**Work to complete:** Each entry below has to be written out again exactly.

**Material for the task:**
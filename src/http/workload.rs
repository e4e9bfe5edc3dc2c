mod execution;
mod producer;
mod template;

pub use execution::send;
pub use producer::produce;
pub use template::RequestTemplate;

/// Capacity of the hand-off channel between two pipeline stages.
pub(crate) const STAGE_BUFFER: usize = 1;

**Problem solution:**
filename src/http/workload.rs
repository e4e9bfe5edc3dc2c
mod execution;
mod producer;
mod template;

pub use execution::send;
pub use producer::produce;
pub use template::RequestTemplate;

/// Capacity of the hand-off channel between two pipeline stages.
pub(crate) const STAGE_BUFFER: usize = 1;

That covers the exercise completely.